A few weeks after the Wisconsin experience, I travelled to Kingston, here in Ontario, for the Long Triathlon. During the swim I sat on some feet. It’s not really how I like to race. I like to dictate things, to push the pace whenever I can. That wasn’t possible in Kingston. I couldn’t get my mojo flowing. I wasn’t firing during the swim but stay positive and figure I can pick things up on the bike. Maybe I can warm up for the first ten kilometres then drive the race.
Again, it didn’t happen for me. Half way through the bike my legs were done. Toast. I decided my race was over and coasted back to transition and packed up my gear. I knew I had to get to the bottom of my lacklustre few months and decided that I was visiting the doctor as soon as I got back home to Kitchener.
A couple of medical appointments later – including a trip to see a naturopathic doctor and sports nutritionist – I’ve been told that I have a B12 deficiency. A lack of this nutrient leads to tiredness and weakness in the body. It’s not the ideal way to train and race for an endurance sport.
But at least I’ve gotten to the bottom of my issues and now I can look forward and address the deficiency.
Something like this – an invisible, external force – can play terrible tricks with your head. It’s not like a broken toe or a smashed collarbone that you can touch or view on an X-Ray. It’s not tangible, so as a pro, you start second guessing yourself.
The week after the Kingston race I more or less spent on the couch. I got a few sessions in, but nothing too significant. It was me, Netflix, and my own thoughts.
My mind travelled back to Ironman 70.3 Chattanooga earlier in the year. I didn’t hit my times that day and when I crossed the finish line, the announcer blurts out: “Wow, here comes Alex VanderLinden from Canada. It’s the first race I’ve seen all season where a Canadian hasn’t finished top five.”
Needless to say, I wanted to land a fist on that announcer’s nose!
I’m a glutton for comparing myself to others as well and it’s an easy trap to fall into, because there are so many top triathletes here in southern Ontario. On the couch the week after Kingston, I was wondering how all these other guys from my area – Lionel, Cody, Jack, Taylor – how they’re all making such an impact on big races. What do I need to do to get there?
It took a while to shake those thoughts off and discovering that nutrient deficiency definitely shines some light towards the end of the tunnel.
It’s not unusual for an athlete to suffer some kind of deficiency. Cody has written some great stuff about his testosterone deficiency, Paula Findlay had to cope with an iron deficiency in 2012 around the time of the London Olympics.

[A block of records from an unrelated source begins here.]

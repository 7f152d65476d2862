//! Per-backend update scheduling.
//!
//! Every backend gets one [`SchedulerHandle`] wrapping one spawned worker
//! task. The worker owns all of that backend's sync bookkeeping:
//!
//! - `checkpoint`: the state as of the last confirmed flush. Save operations
//!   carry the checkpoint's view of a document as their `previous`, which is
//!   what lets the local backend write minimal patches.
//! - `pending`: which documents were added, removed, unloaded, or changed
//!   since the checkpoint, folded in change by change.
//! - a [`Debounce`] window for content-only changes; adds, deletes, and
//!   unloads flush immediately.
//! - `rejection`: the last flush failure, kept until a flush succeeds and
//!   handed to the backend when the batch is retried.
//!
//! Flushes run inline in the worker loop, so a backend never sees two
//! overlapping `update_store` calls; commands that arrive mid-flush queue up
//! behind it. A failed flush keeps the whole delta pending and the next
//! trigger retries it from the checkpoint.

use std::collections::{HashMap, HashSet};
use std::sync::Arc;

use tokio::sync::{mpsc, oneshot};
use tokio::time::{Duration, Instant};

use crate::error::{Result, TallyError};
use crate::state::{Document, DocumentId, State, Store, Transition};
use crate::sync::backend::{
    now_ms, Backend, BackendKind, ConfirmedLocations, StorageOperation, UpdateContext,
};
use crate::sync::debounce::Debounce;
use crate::sync::diff::{classify, diff_documents, Priority};

enum Command {
    Change {
        previous: State,
        next: State,
    },
    NoteLoaded {
        id: DocumentId,
        document: Document,
    },
    FlushNow {
        done: oneshot::Sender<Result<()>>,
    },
    Status {
        resp: oneshot::Sender<SchedulerStatus>,
    },
}

/// Point-in-time view of a worker's bookkeeping.
#[derive(Debug, Clone)]
pub(crate) struct SchedulerStatus {
    /// Whether any delta is waiting to be flushed.
    pub(crate) dirty: bool,
    /// The last flush failure, if no flush has succeeded since.
    pub(crate) rejection: Option<String>,
    /// When this backend last confirmed a flush, in epoch milliseconds.
    pub(crate) last_synced_at: Option<i64>,
}

#[derive(Default)]
struct Pending {
    added: HashSet<DocumentId>,
    removed: HashSet<DocumentId>,
    unloaded: HashSet<DocumentId>,
    changed: HashSet<DocumentId>,
    /// Content captured at unload time, kept until it is confirmed or a
    /// newer edit supersedes it.
    unloaded_content: HashMap<DocumentId, Document>,
}

impl Pending {
    fn is_empty(&self) -> bool {
        self.added.is_empty()
            && self.removed.is_empty()
            && self.unloaded.is_empty()
            && self.changed.is_empty()
    }

    fn clear(&mut self) {
        *self = Pending::default();
    }
}

/// Handle to one backend's scheduler worker.
///
/// Cheap to clone; the worker stops when every handle is dropped.
#[derive(Clone)]
pub(crate) struct SchedulerHandle {
    kind: BackendKind,
    tx: mpsc::UnboundedSender<Command>,
}

impl SchedulerHandle {
    /// Spawn the worker for `backend`, checkpointed at the store's current
    /// state.
    pub(crate) fn spawn(backend: Arc<dyn Backend>, store: Arc<Store>) -> Self {
        let (tx, rx) = mpsc::unbounded_channel();
        let kind = backend.kind();
        let initial = store.snapshot();
        let debounce = Debounce::new(backend.delay(), backend.max_wait());
        let worker = SchedulerWorker {
            backend,
            store,
            rx,
            latest: initial.clone(),
            checkpoint: initial,
            pending: Pending::default(),
            rejection: None,
            last_synced_at: None,
            debounce,
        };
        tokio::spawn(worker.run());
        SchedulerHandle { kind, tx }
    }

    /// Which backend this scheduler serves.
    pub(crate) fn kind(&self) -> BackendKind {
        self.kind
    }

    /// Feed one transition's snapshot pair to the worker.
    pub(crate) fn notify_change(&self, previous: State, next: State) {
        let _ = self.tx.send(Command::Change { previous, next });
    }

    /// Fold content loaded from this backend into the worker's checkpoint,
    /// so later edits diff against what storage actually holds.
    pub(crate) fn note_loaded(&self, id: DocumentId, document: Document) {
        let _ = self.tx.send(Command::NoteLoaded { id, document });
    }

    /// Flush whatever is pending right now, skipping any open debounce
    /// window. Resolves once the flush (possibly a no-op) completes.
    pub(crate) async fn flush_now(&self) -> Result<()> {
        let (done, wait) = oneshot::channel();
        self.tx
            .send(Command::FlushNow { done })
            .map_err(|_| TallyError::SchedulerStopped { kind: self.kind })?;
        wait.await
            .map_err(|_| TallyError::SchedulerStopped { kind: self.kind })?
    }

    /// Inspect the worker's bookkeeping.
    pub(crate) async fn status(&self) -> Result<SchedulerStatus> {
        let (resp, wait) = oneshot::channel();
        self.tx
            .send(Command::Status { resp })
            .map_err(|_| TallyError::SchedulerStopped { kind: self.kind })?;
        wait.await
            .map_err(|_| TallyError::SchedulerStopped { kind: self.kind })
    }

    /// The last flush failure, if no flush has succeeded since.
    pub(crate) async fn last_rejection(&self) -> Result<Option<String>> {
        Ok(self.status().await?.rejection)
    }
}

struct SchedulerWorker {
    backend: Arc<dyn Backend>,
    store: Arc<Store>,
    rx: mpsc::UnboundedReceiver<Command>,
    /// Newest snapshot this worker has seen; document content is read from
    /// it when operations are built.
    latest: State,
    /// State as of the last confirmed flush.
    checkpoint: State,
    pending: Pending,
    rejection: Option<String>,
    last_synced_at: Option<i64>,
    debounce: Debounce,
}

impl SchedulerWorker {
    async fn run(mut self) {
        let kind = self.backend.kind();
        log::debug!("[SyncScheduler] {kind} worker started");
        loop {
            let deadline = self.debounce.deadline();
            tokio::select! {
                command = self.rx.recv() => {
                    match command {
                        Some(Command::Change { previous, next }) => {
                            if self.absorb_change(&previous, next) == Priority::Immediate {
                                if let Err(err) = self.flush().await {
                                    log::warn!("[SyncScheduler] {kind} flush failed: {err}");
                                }
                            }
                        }
                        Some(Command::NoteLoaded { id, document }) => {
                            self.note_loaded(id, document);
                        }
                        Some(Command::FlushNow { done }) => {
                            let _ = done.send(self.flush().await);
                        }
                        Some(Command::Status { resp }) => {
                            let _ = resp.send(SchedulerStatus {
                                dirty: !self.pending.is_empty(),
                                rejection: self.rejection.clone(),
                                last_synced_at: self.last_synced_at,
                            });
                        }
                        None => break,
                    }
                }
                _ = tokio::time::sleep_until(deadline.unwrap_or_else(idle_deadline)),
                    if deadline.is_some() =>
                {
                    if let Err(err) = self.flush().await {
                        log::warn!("[SyncScheduler] {kind} flush failed: {err}");
                    }
                }
            }
        }
        log::debug!("[SyncScheduler] {kind} worker stopped");
    }

    /// Fold one snapshot pair into the pending delta and rank its urgency.
    /// Lazy batches (re)arm the debounce window here; immediate ones are
    /// flushed by the caller.
    fn absorb_change(&mut self, previous: &State, next: State) -> Priority {
        let changes = diff_documents(&next, previous, self.backend.kind());
        self.latest = next;
        let priority = classify(&changes);
        if priority == Priority::None {
            return priority;
        }

        for id in &changes.unloaded {
            if let Ok(document) = previous.document(*id) {
                self.pending.unloaded_content.insert(*id, document);
            }
        }
        for id in &changes.changed {
            // A live edit supersedes content captured at an earlier unload;
            // the user is typing on top of whatever a reload brought back.
            self.pending.unloaded_content.remove(id);
        }
        self.pending.added.extend(&changes.added);
        self.pending.removed.extend(&changes.removed);
        self.pending.unloaded.extend(&changes.unloaded);
        self.pending.changed.extend(&changes.changed);

        if priority == Priority::Lazy {
            self.debounce.touch(Instant::now());
        }
        priority
    }

    /// Absorb content loaded from storage into the checkpoint, creating the
    /// document's row there if this worker never flushed it.
    fn note_loaded(&mut self, id: DocumentId, document: Document) {
        if !self.checkpoint.documents.contains(&id) {
            self.checkpoint.documents.push(id);
            if let Some(location) = self.latest.locations.get(&id) {
                self.checkpoint.locations.insert(id, location.clone());
            }
        }
        self.checkpoint
            .apply(&Transition::SetDocumentContent { id, document });
    }

    /// Build the operation batch for everything pending.
    ///
    /// Document content comes from the unload-time capture when one is still
    /// pending, otherwise from the worker's own `latest` snapshot: a reload
    /// after a failed flush fetches what storage holds, and that must not
    /// shadow the edit the unload captured. Location rows and account
    /// ownership are resolved against the store as it is right now: the
    /// store is where this worker's own confirmations land, and a snapshot
    /// queued behind a flush would not know about them yet. Resolving rows
    /// live is what keeps a delete that raced a first save pointed at the
    /// slot that save just minted.
    ///
    /// A document deleted since its edits were recorded produces only a
    /// remove; a document whose account moved to another backend kind is
    /// skipped entirely; a save whose content is back at the checkpoint is
    /// dropped; a removal whose slot was never confirmed resolves directly
    /// without a backend operation.
    fn build_operations(&mut self) -> (Vec<StorageOperation>, ConfirmedLocations) {
        let kind = self.backend.kind();
        let live = self.store.snapshot();
        let mut operations = Vec::new();
        let mut confirmed = ConfirmedLocations::new();

        let mut to_save: Vec<DocumentId> = self
            .pending
            .added
            .iter()
            .chain(&self.pending.changed)
            .chain(&self.pending.unloaded)
            .copied()
            .collect();
        to_save.sort();
        to_save.dedup();

        for id in to_save {
            if !self.latest.documents.contains(&id) {
                // Deleted since: the delete wins over any buffered edits.
                self.pending.unloaded_content.remove(&id);
                continue;
            }
            if live.backend_kind_of(id) != Some(kind) {
                continue;
            }
            let Some(location) = live.locations.get(&id).cloned() else {
                continue;
            };
            let document = if let Some(document) = self.pending.unloaded_content.get(&id) {
                document.clone()
            } else if self.latest.is_loaded(id) {
                match self.latest.document(id) {
                    Ok(document) => document,
                    Err(_) => continue,
                }
            } else {
                continue;
            };
            let previous = self.checkpoint.document(id).ok();
            if previous.as_ref() == Some(&document) {
                // Back at (or never left) the confirmed content. Unloading
                // a document that was only read lands here.
                self.pending.unloaded_content.remove(&id);
                continue;
            }
            operations.push(StorageOperation::Save {
                document_id: id,
                document,
                previous,
                location,
            });
        }

        let mut to_remove: Vec<DocumentId> = self.pending.removed.iter().copied().collect();
        to_remove.sort();
        for id in to_remove {
            if self.latest.documents.contains(&id) {
                continue;
            }
            let Some(location) = live.locations.get(&id).cloned() else {
                // Account deletion already dropped the row; storage cleanup
                // went with the account.
                continue;
            };
            if !live.accounts.contains(&location.account_id)
                || live.account_kinds.get(&location.account_id).copied() != Some(kind)
            {
                continue;
            }
            if location.slot.is_none() {
                confirmed.insert(id, None);
            } else {
                operations.push(StorageOperation::Remove {
                    document_id: id,
                    location,
                });
            }
        }

        (operations, confirmed)
    }

    async fn flush(&mut self) -> Result<()> {
        self.debounce.reset();

        let (operations, mut confirmed) = self.build_operations();
        if operations.is_empty() && confirmed.is_empty() {
            // Everything pending resolved to nothing actionable.
            self.pending.clear();
            self.rejection = None;
            return Ok(());
        }

        if !operations.is_empty() {
            log::debug!(
                "[SyncScheduler] {} flushing {} operation(s)",
                self.backend.kind(),
                operations.len()
            );
            let ctx = UpdateContext {
                accounts: self.latest.account_list(),
                last_rejection: self.rejection.take(),
            };
            match self.backend.update_store(&ctx, operations).await {
                Ok(backend_confirmed) => confirmed.extend(backend_confirmed),
                Err(err) => {
                    self.rejection = Some(err.to_string());
                    return Err(err);
                }
            }
        }

        let update = Transition::UpdateStorageLocations {
            locations: confirmed,
        };
        let mut checkpoint = self.latest.clone();
        checkpoint.apply(&update);
        self.checkpoint = checkpoint;
        self.store.apply(&update);
        self.pending.clear();
        self.rejection = None;
        self.last_synced_at = Some(now_ms());
        Ok(())
    }
}

fn idle_deadline() -> Instant {
    Instant::now() + Duration::from_secs(24 * 60 * 60)
}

For all athletes – pro or age-grouper – it’s a matter of knowing your body and listening to your body. You know if you can shake something off easily, or you can sense that there’s something underlying to what you’re going thorough. It’s something you learn with experience, too, and I’m glad I took a step back after Kingston to reassess.
August was supposed to be a month of hardcore training for me, but it’s morphed into a recovery month. That’s the triathlon life. You’ve got to roll with the punches, and navigate your way though the obstacles as each one appears. That’s not to say that doubts won’t creep into your head every so often. From here, I’m taking steps to replenish my B12 supplies. I’ve taken a B12 shot and I’ll supplement according to medical advice.
The season rolls on with Barrelman in September (I’m hopeful I’ll be close to fully recovered by then), followed by Ironman 70.3 Los Cabos at the end of October. A couple of opportunities to finish 2016 on a high, but more importantly, some needed incentive to get my training and health back on track.